Possible changes to UsageReport are outlined below with respect to the benefits they provide in the areas of processing time, memory use, disk use, and webpage presentation.

Processing time

Processing times of around 60 hours at the end of the month have already been reduced by distributing the work over the month under 'Daily Processing'.

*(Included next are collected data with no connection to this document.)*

//! # Glossary Harness
//!
//! A local-first glossary engine for an IT-terminology site.
//!
//! Glossary Harness syncs terms and categories from a headless CMS
//! (microCMS) or a JSON snapshot into SQLite, then serves ranked keyword
//! search, a category tree, an A–Z index, recommendations and a sitemap
//! through a CLI and a JSON HTTP API. The ranking, tree, and index
//! algorithms live in the [`glossary_core`] crate.
//!
//! ## Architecture
//!
//! ```text
//! ┌─────────────┐   ┌────────────┐   ┌──────────┐
//! │ Connectors  │──▶│  Validate   │──▶│  SQLite   │
//! │ microCMS /  │   │  + upsert   │   │ snapshot  │
//! │ snapshot    │   └────────────┘   └────┬─────┘
//! └─────────────┘                         │
//!                      ┌──────────────────┤
//!                      ▼                  ▼
//!                 ┌──────────┐      ┌──────────┐
//!                 │   CLI    │      │   HTTP   │
//!                 │(glossary)│      │  (axum)  │
//!                 └──────────┘      └──────────┘
//! ```
//!
//! ## Quick Start
//!
//! ```bash
//! glossary init                 # create database
//! glossary sync microcms        # pull categories and terms
//! glossary search "dns"
//! glossary tree --terms
//! glossary serve                # start HTTP server
//! ```
//!
//! ## Modules
//!
//! | Module | Purpose |
//! |--------|---------|
//! | [`config`] | TOML configuration parsing |
//! | [`cms`] | Raw CMS shapes and validation |
//! | [`connector_microcms`] | microCMS list API connector |
//! | [`connector_snapshot`] | Local JSON snapshot connector |
//! | [`ingest`] | Sync pipeline |
//! | [`sqlite_store`] | SQLite implementation of the store |
//! | [`search`] | Ranked keyword search |
//! | [`categories`] | Category tree and per-category listings |
//! | [`index`] | A–Z / 0-9 index |
//! | [`server`] | JSON HTTP API |
//! | [`db`] | Database connection |
//! | [`migrate`] | Schema migrations |

pub mod categories;
pub mod cms;
pub mod config;
pub mod connector_microcms;
pub mod connector_snapshot;
pub mod db;
pub mod errors;
pub mod export;
pub mod get;
pub mod index;
pub mod ingest;
pub mod migrate;
pub mod recommended;
pub mod search;
pub mod server;
pub mod sitemap;
pub mod sources;
pub mod sqlite_store;
pub mod stats;
pub mod traits;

The current estimated times to produce the webpage access statistics are:
End of Month:          5 hrs
Daily:                        4 hrs

At the end of each month the main activities are to concatenate the daily files into one file, sort and add all the counts, perform end of month counts, such as Top-100_FullTxtAccess, and copy to files in a format for webpage display.  The breakdown of daily activities is below.

Estimated Daily Breakdown
Activity Hrs
Database Dumps 0.5
Reading in large Document file/creating data structures for each  Product 1.5
Reading/parsing Weblog file for each Product
1.0
Reading in Customer files per Product, and building index 1.0
Counts 0.5
Daily Total 4.5

Possible Changes:


  • Read in the large Document file once (by rewriting top-level of program  to do all Products) -  estimate saving 1.25hrs
  • Sort the Weblog files into Product order -(not easy to estimate since also have to sort) -  saving 0.5hr
  • Improve Weblog parsing/pattern matching   - unknown - not done
  • Customer files per Product (don't know what could be modified,  nor how much benefit gained)  - unknown - not done

Memory Use

Currently, with features introduced under 'Daily Processing', only 2GB of memory is used when running the program (reduced from 4GB-13GB).  Now only the Customers and Documents for the day are held in memory. Most of the remaining daily memory use is still the UsageStats data structures used to keep counts (per Document per Customer/IPCustomer).

Possible Change:


  • Process One Customer at a Time
After processing each Customer, save to a file and release the memory. To do quickly, the Weblog file needs to be sorted by IPCustomer and Customer within each Product (see Product ordering above).

Disk Use

Estimated Monthly Disk Use
Type of Use
GB
Raw Data: Weblogs, Database dumps, Misc Logs 6
Processed Data: CustomerReports/ArticleReports Berkeley DBs: 5
Total 11

There is a lot of duplication in data stored in the Berkeley DB files both within each month and between months. Some duplicaton has been removed but a lot remains. For example, Document titles, Customers in every Product, (i.e. in each Berkeley DB).

Possible Change:

  • Some of this duplication could be further reduced. However, most of the duplication is tied to webpage presentation and would not be easy to remove. For example, several Berkeley DB files corresponding to different webpages for a Customer may contain columns of data with the same statistics, each of which the Perl scripts are written to access. Reducing this duplication would require significant changes both to the format of the Berkeley DB files and to the Perl scripts (see 'Webpage Presentation' below).

Webpage Presentation

It has already been  proposed by others that Java Cocoon should replace the Perl scripts that currently generate webpages.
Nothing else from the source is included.